Buchholz, out since June 17 with a stress fracture in his back, faced a quartet of September call-ups in Joey Gathright, Jose Iglesias, Ryan Lavarnway and Lars Anderson. The simulated game went about as well as the Red Sox could have hoped. Buchholz reported no pain after throwing at what he estimated at 85 percent intensity.
“Location wasn’t what it should be, which is expected, but the ball’s coming out of my hand and no problem with the back. It felt good,” said Buchholz. “Everything was fine. Trying to not compensate for anything and finish my delivery like I normally would.”
Buchholz looked smooth, and he said he was able to throw all of his pitches. Two of the hitters who faced him saw a pitcher that didn’t look as if he hasn’t faced live batters in three months.
“The cutter into me, the two-seamer away, changeup to start, a couple of curveballs — everything was electric,” said Anderson.
“A few pitches got away, but that’s understandable; he’s just coming back. Velocity was there, command was there, movement with all his pitches,” Gathright said. “It was fun for him I’m guessing, not for us. Everything looked like it was there. He should be ready soon.”
One of the brighter spots for Buchholz had to be the command he displayed with his two-seamer and cutter — pitches he expected would take longer for him to control than his four-seamer and changeup. They certainly looked sharp, especially to the left-handed hitters.
“It looked good,” Gathright said of the cutter that drew multiple swings and misses during the brief simulated game. “He obviously needs to hone it down and get everything back to where he wants it. The movement that he needed today was there for somebody who hadn’t pitched in a while. From now, you take the positives and keep moving forward. Everything was moving and had some kind of depth to it.”
“[They] felt pretty good,” said Buchholz of the cutter and two-seamer. “Location is a big thing with those two pitches. If you start the cutter middle and it stays on the plate, it’s a pitch they can hit. It’s a pitch that you want to start off the plate and run it off or off the plate and run it on. It’s the same thing with the two-seamer. It’s tough getting that feel back for those two pitches. Hopefully with the time we’ve got I’ll be able to get that feel.”
Buchholz will throw another simulated game either Thursday or Friday, depending on the availability at Yankee Stadium.
The intrigue surrounding Buchholz’s simulated game speaks to how crucial his recovery is to what Boston hopes to do if it reaches the postseason.
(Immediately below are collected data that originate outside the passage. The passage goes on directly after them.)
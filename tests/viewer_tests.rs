//! Viewer integration tests on the dummy backend.
//!
//! These drive the whole viewer (binding, pipeline, resize and frame loop)
//! without a GPU by asserting on the calls the dummy backend records.

use std::cell::Cell;
use std::collections::HashMap;
use std::sync::Arc;
use std::time::{Duration, Instant};

use rstest::rstest;

use cafe_viewer::asset::{AssetLoader, AssetManifest, LoadError, LoadedAsset};
use cafe_viewer::backend::dummy::{BackendEvent, DummyBackend};
use cafe_viewer::backend::traits::GraphicsBackend;
use cafe_viewer::cafe;
use cafe_viewer::debug_panel::{DebugPanel, ParameterEdit};
use cafe_viewer::resources::{MaterialRole, Mesh, TextureData, TextureKey};
use cafe_viewer::scene::{SceneGraph, Transform};
use cafe_viewer::{
    effective_pixel_ratio, BindError, BindPolicy, FrameDriver, FrameHost, TargetKind, Viewer,
    ViewerConfig,
};

/// Top-level nodes named like the café model, plus one the table does not name
fn cafe_like_asset() -> LoadedAsset {
    let mut graph = SceneGraph::new();
    let cube = graph.add_mesh(Mesh::cube());
    for name in ["building", "MainWindow", "chair"] {
        graph.add_root(name, Some(cube), Transform::default());
    }

    let mut textures = HashMap::new();
    textures.insert(TextureKey::new(cafe::BAKED_TEXTURE), TextureData::white());
    textures.insert(TextureKey::new(cafe::BUILDING_TEXTURE), TextureData::white());

    LoadedAsset { graph, textures }
}

fn viewer(config: &ViewerConfig) -> Viewer<DummyBackend> {
    Viewer::new(DummyBackend::new(640, 480), config, 1.0).unwrap()
}

fn role_of(viewer: &Viewer<DummyBackend>, name: &str) -> Option<MaterialRole> {
    let graph = viewer.scene().graph()?;
    let node = graph.find_top_level(name)?;
    graph.node(node).material.as_ref().map(|m| m.role)
}

struct CountingHost {
    requests: Cell<u32>,
}

impl FrameHost for CountingHost {
    fn request_frame(&self) {
        self.requests.set(self.requests.get() + 1);
    }
}

struct StaticLoader;

impl AssetLoader for StaticLoader {
    fn load(&self, _manifest: &AssetManifest) -> Result<LoadedAsset, LoadError> {
        Ok(cafe_like_asset())
    }
}

#[test]
fn test_skip_missing_binds_present_nodes() {
    let mut viewer = viewer(&ViewerConfig::default());
    let report = viewer.install_asset(cafe_like_asset()).unwrap();

    assert_eq!(report.bound, 2);
    assert_eq!(report.skipped.len(), cafe::binding_table().len() - 2);
    assert!(report
        .skipped
        .contains(&BindError::MissingNode("Stairs".to_string())));

    assert_eq!(role_of(&viewer, "building"), Some(MaterialRole::BuildingAndStairs));
    assert_eq!(role_of(&viewer, "MainWindow"), Some(MaterialRole::EmissiveWindow));
    assert_eq!(role_of(&viewer, "chair"), Some(MaterialRole::Baked));
}

#[test]
fn test_strict_binding_rejects_incomplete_model() {
    let config = ViewerConfig::default().with_bind_policy(BindPolicy::Strict);
    let mut viewer = viewer(&config);

    let err = viewer.install_asset(cafe_like_asset()).unwrap_err();
    assert!(matches!(err, BindError::MissingNode(_)));
    assert!(!viewer.scene().is_loaded());
}

#[test]
fn test_loaded_scene_is_drawn() {
    let mut viewer = viewer(&ViewerConfig::default());
    viewer.install_asset(cafe_like_asset()).unwrap();
    viewer.backend_mut().clear_events();

    viewer.render().unwrap();

    let draws = viewer
        .backend()
        .events()
        .iter()
        .filter(|e| matches!(e, BackendEvent::DrawIndexed { .. }))
        .count();
    assert_eq!(draws, 3);
    assert_eq!(viewer.backend().pass_labels(), ["Scene Pass", "Output Pass"]);
}

#[test]
fn test_bloom_follows_panel_toggle() {
    let mut viewer = viewer(&ViewerConfig::default());
    let panel = DebugPanel::new(viewer.pipeline().parameters_handle());

    viewer.render().unwrap();
    assert!(!viewer
        .backend()
        .pass_labels()
        .iter()
        .any(|label| label.starts_with("Bloom")));

    assert!(panel.apply(ParameterEdit::BloomEnabled(true)));
    viewer.backend_mut().clear_events();
    let report = viewer.render().unwrap();

    assert!(report.ran("Bloom"));
    assert_eq!(
        viewer.backend().pass_labels(),
        [
            "Scene Pass",
            "Bloom Extract",
            "Bloom Blur H",
            "Bloom Blur V",
            "Bloom Composite",
            "Output Pass"
        ]
    );
}

#[test]
fn test_resize_updates_camera_then_surface_then_target() {
    let mut viewer = viewer(&ViewerConfig::default());
    viewer.backend_mut().clear_events();

    assert!(viewer.resize(800, 400, 1.0).unwrap());
    let camera = viewer.camera();
    assert!((camera.projection.aspect - 2.0).abs() < 1e-6);
    assert_eq!(camera.projection_matrix(), camera.projection.matrix());

    let events = viewer.backend().events();
    let resize_at = events
        .iter()
        .position(|e| matches!(e, BackendEvent::Resize { width: 800, height: 400 }))
        .unwrap();
    let target_at = events
        .iter()
        .position(|e| {
            matches!(e, BackendEvent::CreateTexture { label: Some(l), width: 800, height: 400, .. } if l == "Target Color")
        })
        .unwrap();
    assert!(resize_at < target_at);
    assert_eq!(viewer.pipeline().target().size(), (800, 400));
}

#[test]
fn test_repeated_resize_is_noop() {
    let mut viewer = viewer(&ViewerConfig::default());
    assert!(viewer.resize(800, 600, 1.0).unwrap());
    viewer.backend_mut().clear_events();

    assert!(!viewer.resize(800, 600, 1.0).unwrap());
    assert!(!viewer.resize(0, 600, 1.0).unwrap());
    assert!(viewer.backend().events().is_empty());
}

#[test]
fn test_resizes_and_reinstalls_do_not_grow_live_resources() {
    let mut viewer = viewer(&ViewerConfig::default());
    let panel = DebugPanel::new(viewer.pipeline().parameters_handle());
    assert!(panel.apply(ParameterEdit::BloomEnabled(true)));
    viewer.install_asset(cafe_like_asset()).unwrap();
    viewer.render().unwrap();

    let bind_groups = viewer.backend().live_bind_group_count();
    let textures = viewer.backend().live_texture_count();

    for step in 1..=50 {
        viewer.resize(640 + step, 480 + step / 2, 1.0).unwrap();
        viewer.render().unwrap();
    }
    for _ in 0..5 {
        viewer.install_asset(cafe_like_asset()).unwrap();
        viewer.render().unwrap();
    }

    assert_eq!(viewer.backend().live_bind_group_count(), bind_groups);
    assert_eq!(viewer.backend().live_texture_count(), textures);
}

#[test]
fn test_surface_uses_clamped_pixel_ratio() {
    let mut viewer = Viewer::new(DummyBackend::new(640, 480), &ViewerConfig::default(), 3.0).unwrap();
    viewer.resize(500, 300, 3.0).unwrap();

    assert_eq!(viewer.backend().surface_size(), (1000, 600));
    assert_eq!(viewer.pipeline().target().size(), (1000, 600));
}

#[rstest]
#[case(1.0, true, TargetKind::Multisampled { samples: 4 })]
#[case(2.0, true, TargetKind::Standard)]
#[case(1.5, true, TargetKind::Standard)]
#[case(1.0, false, TargetKind::Standard)]
fn test_target_kind_selection(
    #[case] pixel_ratio: f32,
    #[case] multisample: bool,
    #[case] expected: TargetKind,
) {
    let backend = if multisample {
        DummyBackend::new(320, 240)
    } else {
        DummyBackend::new(320, 240).without_multisample()
    };
    let mut viewer = Viewer::new(backend, &ViewerConfig::default(), pixel_ratio).unwrap();
    assert_eq!(viewer.pipeline().target_kind(), expected);

    viewer.backend_mut().clear_events();
    viewer.render().unwrap();
    let scene_pass_resolves = viewer.backend().events().iter().any(|e| {
        matches!(e, BackendEvent::BeginRenderPass { label: Some(l), resolves: true, .. } if l == "Scene Pass")
    });
    assert_eq!(scene_pass_resolves, expected != TargetKind::Standard);
}

#[rstest]
#[case(0.5, 0.5)]
#[case(1.0, 1.0)]
#[case(2.0, 2.0)]
#[case(2.625, 2.0)]
#[case(-1.0, 1.0)]
fn test_pixel_ratio_is_clamped(#[case] ratio: f32, #[case] expected: f32) {
    assert_eq!(effective_pixel_ratio(ratio), expected);
}

#[test]
fn test_frame_driver_renders_each_tick() {
    let mut viewer = viewer(&ViewerConfig::default());
    let host = CountingHost {
        requests: Cell::new(0),
    };
    let mut driver = FrameDriver::new();

    let start = Instant::now();
    driver.tick(start, &mut viewer, &host).unwrap();
    assert_eq!(host.requests.get(), 0);

    driver.start(&host);
    for frame in 1..=3 {
        driver
            .tick(start + Duration::from_millis(16 * frame), &mut viewer, &host)
            .unwrap();
    }

    let frames = viewer
        .backend()
        .events()
        .iter()
        .filter(|e| matches!(e, BackendEvent::EndFrame))
        .count();
    assert_eq!(frames, 3);
    assert_eq!(host.requests.get(), 4);
    assert_eq!(driver.stats().frame_count(), 3);
}

#[test]
fn test_background_load_installs_scene() {
    let mut viewer = viewer(&ViewerConfig::default());
    viewer.start_loading(Arc::new(StaticLoader), ViewerConfig::default().manifest());
    assert!(viewer.is_loading());

    let deadline = Instant::now() + Duration::from_secs(5);
    while !viewer.poll_load().unwrap() {
        assert!(Instant::now() < deadline, "load never finished");
        std::thread::sleep(Duration::from_millis(1));
    }

    assert!(!viewer.is_loading());
    assert!(viewer.scene().is_loaded());
    assert_eq!(role_of(&viewer, "chair"), Some(MaterialRole::Baked));
}
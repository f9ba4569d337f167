//! Window management using winit

use std::sync::Arc;

use glam::Vec2;
use winit::{
    dpi::LogicalSize,
    error::OsError,
    event::{ElementState, MouseButton, MouseScrollDelta, WindowEvent},
    event_loop::EventLoop,
    window::{Window as WinitWindow, WindowBuilder},
};

use crate::frame::FrameHost;
use crate::scene::CameraInput;

/// Pixels per scroll line when the platform reports pixel deltas
const PIXELS_PER_LINE: f32 = 40.0;

/// The viewer window. Frames are scheduled through redraw requests.
pub struct WindowHost {
    window: Arc<WinitWindow>,
}

impl WindowHost {
    /// Create a window whose inner size is `width` x `height` logical pixels.
    pub fn new(
        event_loop: &EventLoop<()>,
        title: &str,
        width: u32,
        height: u32,
    ) -> Result<Self, OsError> {
        let window = WindowBuilder::new()
            .with_title(title)
            .with_inner_size(LogicalSize::new(width, height))
            .build(event_loop)?;

        Ok(Self {
            window: Arc::new(window),
        })
    }

    pub fn window(&self) -> &WinitWindow {
        &self.window
    }

    /// Shared handle for the graphics backend
    pub fn window_arc(&self) -> Arc<WinitWindow> {
        Arc::clone(&self.window)
    }

    /// Device pixel ratio
    pub fn scale_factor(&self) -> f32 {
        self.window.scale_factor() as f32
    }

    /// Inner size in logical pixels
    pub fn logical_size(&self) -> (u32, u32) {
        let size: LogicalSize<f64> = self.window.inner_size().to_logical(self.window.scale_factor());
        (size.width.round() as u32, size.height.round() as u32)
    }

    /// Inner size in window pixels
    pub fn physical_size(&self) -> (u32, u32) {
        let size = self.window.inner_size();
        (size.width, size.height)
    }
}

impl FrameHost for WindowHost {
    fn request_frame(&self) {
        self.window.request_redraw();
    }
}

/// Turns mouse events into [`CameraInput`].
///
/// Left button orbits, right button pans, the wheel dollies.
#[derive(Debug, Default)]
pub struct PointerTracker {
    last_position: Option<Vec2>,
}

impl PointerTracker {
    pub fn new() -> Self {
        Self::default()
    }

    /// Apply one window event. Returns whether it was a pointer event.
    pub fn handle_event(&mut self, event: &WindowEvent, input: &mut CameraInput) -> bool {
        match event {
            WindowEvent::CursorMoved { position, .. } => {
                self.cursor_moved(Vec2::new(position.x as f32, position.y as f32), input);
            }
            WindowEvent::CursorLeft { .. } => {
                self.last_position = None;
            }
            WindowEvent::MouseInput { state, button, .. } => {
                Self::button(*button, *state == ElementState::Pressed, input);
            }
            WindowEvent::MouseWheel { delta, .. } => {
                Self::scroll(*delta, input);
            }
            _ => return false,
        }
        true
    }

    pub fn cursor_moved(&mut self, position: Vec2, input: &mut CameraInput) {
        if let Some(last) = self.last_position {
            input.mouse_delta += position - last;
        }
        self.last_position = Some(position);
    }

    pub fn button(button: MouseButton, pressed: bool, input: &mut CameraInput) {
        match button {
            MouseButton::Left => input.rotate_active = pressed,
            MouseButton::Right => input.pan_active = pressed,
            _ => {}
        }
    }

    pub fn scroll(delta: MouseScrollDelta, input: &mut CameraInput) {
        input.scroll_delta += match delta {
            MouseScrollDelta::LineDelta(_, y) => y,
            MouseScrollDelta::PixelDelta(pos) => pos.y as f32 / PIXELS_PER_LINE,
        };
    }

    /// Drop held buttons, e.g. when the panel grabs the pointer.
    pub fn release(input: &mut CameraInput) {
        input.rotate_active = false;
        input.pan_active = false;
    }
}

#[cfg(test)]
mod tests {
    use super::*;
    use winit::dpi::PhysicalPosition;

    #[test]
    fn test_first_cursor_position_has_no_delta() {
        let mut tracker = PointerTracker::new();
        let mut input = CameraInput::new();

        tracker.cursor_moved(Vec2::new(100.0, 100.0), &mut input);
        assert_eq!(input.mouse_delta, Vec2::ZERO);

        tracker.cursor_moved(Vec2::new(110.0, 95.0), &mut input);
        tracker.cursor_moved(Vec2::new(112.0, 95.0), &mut input);
        assert_eq!(input.mouse_delta, Vec2::new(12.0, -5.0));
    }

    #[test]
    fn test_buttons_map_to_orbit_and_pan() {
        let mut input = CameraInput::new();
        PointerTracker::button(MouseButton::Left, true, &mut input);
        PointerTracker::button(MouseButton::Right, true, &mut input);
        assert!(input.rotate_active && input.pan_active);

        PointerTracker::button(MouseButton::Left, false, &mut input);
        assert!(!input.rotate_active);

        PointerTracker::release(&mut input);
        assert!(!input.pan_active);
    }

    #[test]
    fn test_scroll_units() {
        let mut input = CameraInput::new();
        PointerTracker::scroll(MouseScrollDelta::LineDelta(0.0, 1.0), &mut input);
        PointerTracker::scroll(
            MouseScrollDelta::PixelDelta(PhysicalPosition::new(0.0, 80.0)),
            &mut input,
        );
        assert_eq!(input.scroll_delta, 3.0);
    }
}
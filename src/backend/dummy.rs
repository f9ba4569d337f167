//! Recording backend for tests
//!
//! Hands out handles without touching a GPU and records the calls the
//! render pipeline cares about, so tests can assert on pass order, target
//! sizes and sample counts.

use std::collections::HashSet;

use crate::backend::traits::*;
use crate::backend::types::*;

/// A recorded backend call.
#[derive(Debug, Clone, PartialEq)]
pub enum BackendEvent {
    Resize { width: u32, height: u32 },
    CreateTexture {
        label: Option<String>,
        width: u32,
        height: u32,
        sample_count: u32,
        format: TextureFormat,
    },
    DestroyTexture,
    CreatePipeline { label: Option<String>, sample_count: u32 },
    BeginRenderPass {
        label: Option<String>,
        load_op: Option<LoadOp>,
        resolves: bool,
    },
    EndRenderPass,
    Draw { count: u32 },
    DrawIndexed { count: u32 },
    BeginFrame,
    EndFrame,
}

/// Backend that records instead of rendering
#[derive(Debug)]
pub struct DummyBackend {
    width: u32,
    height: u32,
    multisample: bool,
    next_id: u64,
    live_textures: HashSet<u64>,
    live_bind_groups: HashSet<u64>,
    events: Vec<BackendEvent>,
}

impl DummyBackend {
    /// Create a dummy backend with a surface of the given size that
    /// supports 4x multisampling.
    pub fn new(width: u32, height: u32) -> Self {
        Self {
            width: width.max(1),
            height: height.max(1),
            multisample: true,
            next_id: 1,
            live_textures: HashSet::new(),
            live_bind_groups: HashSet::new(),
            events: Vec::new(),
        }
    }

    /// Report multisampled render targets as unsupported.
    pub fn without_multisample(mut self) -> Self {
        self.multisample = false;
        self
    }

    /// Everything recorded since creation or the last [`Self::clear_events`].
    pub fn events(&self) -> &[BackendEvent] {
        &self.events
    }

    pub fn clear_events(&mut self) {
        self.events.clear();
    }

    /// Labels of every render pass begun, in order.
    pub fn pass_labels(&self) -> Vec<String> {
        self.events
            .iter()
            .filter_map(|e| match e {
                BackendEvent::BeginRenderPass { label, .. } => {
                    Some(label.clone().unwrap_or_default())
                }
                _ => None,
            })
            .collect()
    }

    /// Number of textures created and not yet destroyed.
    pub fn live_texture_count(&self) -> usize {
        self.live_textures.len()
    }

    /// Number of bind groups created and not yet destroyed.
    pub fn live_bind_group_count(&self) -> usize {
        self.live_bind_groups.len()
    }

    fn next(&mut self) -> u64 {
        let id = self.next_id;
        self.next_id += 1;
        id
    }
}

impl GraphicsBackend for DummyBackend {
    fn resize(&mut self, width: u32, height: u32) {
        if width > 0 && height > 0 {
            log::trace!("DummyBackend: resize to {}x{}", width, height);
            self.width = width;
            self.height = height;
            self.events.push(BackendEvent::Resize { width, height });
        }
    }

    fn surface_size(&self) -> (u32, u32) {
        (self.width, self.height)
    }

    fn begin_frame(&mut self) -> BackendResult<FrameContext> {
        self.events.push(BackendEvent::BeginFrame);
        let view = self.next();
        Ok(FrameContext {
            swapchain_view: TextureViewHandle(view),
            width: self.width,
            height: self.height,
        })
    }

    fn end_frame(&mut self) -> BackendResult<()> {
        self.events.push(BackendEvent::EndFrame);
        Ok(())
    }

    fn swapchain_format(&self) -> TextureFormat {
        TextureFormat::Bgra8UnormSrgb
    }

    fn supports_multisample(&self, _format: TextureFormat, sample_count: u32) -> bool {
        sample_count <= 1 || (self.multisample && sample_count == 4)
    }

    fn create_buffer(&mut self, desc: &BufferDescriptor) -> BackendResult<BufferHandle> {
        log::trace!(
            "DummyBackend: creating buffer {:?} (size: {})",
            desc.label,
            desc.size
        );
        Ok(BufferHandle(self.next()))
    }

    fn create_buffer_init(
        &mut self,
        desc: &BufferDescriptor,
        _data: &[u8],
    ) -> BackendResult<BufferHandle> {
        self.create_buffer(desc)
    }

    fn write_buffer(&mut self, _buffer: BufferHandle, _offset: u64, _data: &[u8]) {}

    fn create_texture(&mut self, desc: &TextureDescriptor) -> BackendResult<TextureHandle> {
        log::trace!(
            "DummyBackend: creating texture {:?} ({}x{}, {} samples)",
            desc.label,
            desc.width,
            desc.height,
            desc.sample_count
        );
        if desc.sample_count > 1 && !self.supports_multisample(desc.format, desc.sample_count) {
            return Err(BackendError::TextureCreationFailed(format!(
                "{} samples unsupported",
                desc.sample_count
            )));
        }
        let id = self.next();
        self.live_textures.insert(id);
        self.events.push(BackendEvent::CreateTexture {
            label: desc.label.clone(),
            width: desc.width,
            height: desc.height,
            sample_count: desc.sample_count,
            format: desc.format,
        });
        Ok(TextureHandle(id))
    }

    fn create_texture_view(&mut self, texture: TextureHandle) -> BackendResult<TextureViewHandle> {
        if !self.live_textures.contains(&texture.0) {
            return Err(BackendError::InvalidHandle(format!("texture {}", texture.0)));
        }
        Ok(TextureViewHandle(self.next()))
    }

    fn write_texture(&mut self, _texture: TextureHandle, _data: &[u8], _width: u32, _height: u32) {}

    fn create_sampler(&mut self, desc: &SamplerDescriptor) -> BackendResult<SamplerHandle> {
        log::trace!("DummyBackend: creating sampler {:?}", desc.label);
        Ok(SamplerHandle(self.next()))
    }

    fn create_bind_group_layout(
        &mut self,
        _entries: &[BindGroupLayoutEntry],
    ) -> BackendResult<BindGroupLayoutHandle> {
        Ok(BindGroupLayoutHandle(self.next()))
    }

    fn create_bind_group(
        &mut self,
        _layout: BindGroupLayoutHandle,
        _entries: &[(u32, BindGroupEntry)],
    ) -> BackendResult<BindGroupHandle> {
        let id = self.next();
        self.live_bind_groups.insert(id);
        Ok(BindGroupHandle(id))
    }

    fn create_render_pipeline(
        &mut self,
        desc: &RenderPipelineDescriptor,
    ) -> BackendResult<RenderPipelineHandle> {
        self.events.push(BackendEvent::CreatePipeline {
            label: desc.label.clone(),
            sample_count: desc.sample_count,
        });
        Ok(RenderPipelineHandle(self.next()))
    }

    fn begin_render_pass(&mut self, desc: &RenderPassDescriptor) {
        let first = desc.color_attachments.first();
        self.events.push(BackendEvent::BeginRenderPass {
            label: desc.label.clone(),
            load_op: first.map(|a| a.load_op.clone()),
            resolves: first.map_or(false, |a| a.resolve_target.is_some()),
        });
    }

    fn end_render_pass(&mut self) {
        self.events.push(BackendEvent::EndRenderPass);
    }

    fn set_render_pipeline(&mut self, _pipeline: RenderPipelineHandle) {}

    fn set_bind_group(&mut self, _index: u32, _bind_group: BindGroupHandle) {}

    fn set_vertex_buffer(&mut self, _slot: u32, _buffer: BufferHandle, _offset: u64) {}

    fn set_index_buffer(&mut self, _buffer: BufferHandle, _offset: u64) {}

    fn set_viewport(&mut self, _x: f32, _y: f32, _w: f32, _h: f32, _min: f32, _max: f32) {}

    fn draw(&mut self, vertices: std::ops::Range<u32>, _instances: std::ops::Range<u32>) {
        self.events.push(BackendEvent::Draw {
            count: vertices.end - vertices.start,
        });
    }

    fn draw_indexed(
        &mut self,
        indices: std::ops::Range<u32>,
        _base_vertex: i32,
        _instances: std::ops::Range<u32>,
    ) {
        self.events.push(BackendEvent::DrawIndexed {
            count: indices.end - indices.start,
        });
    }

    fn destroy_buffer(&mut self, _buffer: BufferHandle) {}

    fn destroy_bind_group(&mut self, bind_group: BindGroupHandle) {
        self.live_bind_groups.remove(&bind_group.0);
    }

    fn destroy_texture(&mut self, texture: TextureHandle) {
        if self.live_textures.remove(&texture.0) {
            self.events.push(BackendEvent::DestroyTexture);
        }
    }
}

#[cfg(test)]
mod tests {
    use super::*;

    #[test]
    fn test_new_backend_has_no_events() {
        let backend = DummyBackend::new(800, 600);
        assert_eq!(backend.surface_size(), (800, 600));
        assert!(backend.events().is_empty());
    }

    #[test]
    fn test_zero_resize_is_ignored() {
        let mut backend = DummyBackend::new(800, 600);
        backend.resize(0, 600);
        assert_eq!(backend.surface_size(), (800, 600));
        assert!(backend.events().is_empty());
    }

    #[test]
    fn test_multisample_texture_rejected_when_unsupported() {
        let mut backend = DummyBackend::new(64, 64).without_multisample();
        let desc = TextureDescriptor {
            sample_count: 4,
            format: TextureFormat::Rgba16Float,
            ..Default::default()
        };
        assert!(backend.create_texture(&desc).is_err());
        assert!(!backend.supports_multisample(TextureFormat::Rgba16Float, 4));
        assert!(backend.supports_multisample(TextureFormat::Rgba16Float, 1));
    }

    #[test]
    fn test_destroyed_texture_views_fail() {
        let mut backend = DummyBackend::new(64, 64);
        let tex = backend.create_texture(&TextureDescriptor::default()).unwrap();
        assert!(backend.create_texture_view(tex).is_ok());
        backend.destroy_texture(tex);
        assert_eq!(backend.live_texture_count(), 0);
        assert!(backend.create_texture_view(tex).is_err());
    }

    #[test]
    fn test_bind_groups_are_counted_until_destroyed() {
        let mut backend = DummyBackend::new(64, 64);
        let layout = backend.create_bind_group_layout(&[]).unwrap();
        let first = backend.create_bind_group(layout, &[]).unwrap();
        let second = backend.create_bind_group(layout, &[]).unwrap();
        assert_eq!(backend.live_bind_group_count(), 2);

        backend.destroy_bind_group(first);
        backend.destroy_bind_group(first);
        assert_eq!(backend.live_bind_group_count(), 1);
        backend.destroy_bind_group(second);
        assert_eq!(backend.live_bind_group_count(), 0);
    }
}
Starting again appears unrealistic. When asked if he could pitch in the final series of the year, Buchholz inferred he meant as a starter, saying, “I don’t know if I’ll be able to build up to throw five innings.”
Of course, it isn’t as if Boston’s healthy starters can be counted on for five innings these days. That’s a mark they’ve reached only 11 times in 20 September games, including Tuesday night.
But even if he comes back only to help the Red Sox bullpen, Buchholz could provide a tremendous lift. The number of reliable relievers in the Boston pen has shrunk over the last two months.
Buchholz has the potential to be like Alfredo Aceves out of the pen: an innings-eater with starters’ stuff. If used as a reliever, he can help bridge the gap to Daniel Bard and Jonathan Papelbon — no small task in October.
Of course, Buchholz’s participation this year remains conditional — on his health and on Boston holding off the Rays over the final eight days of the season.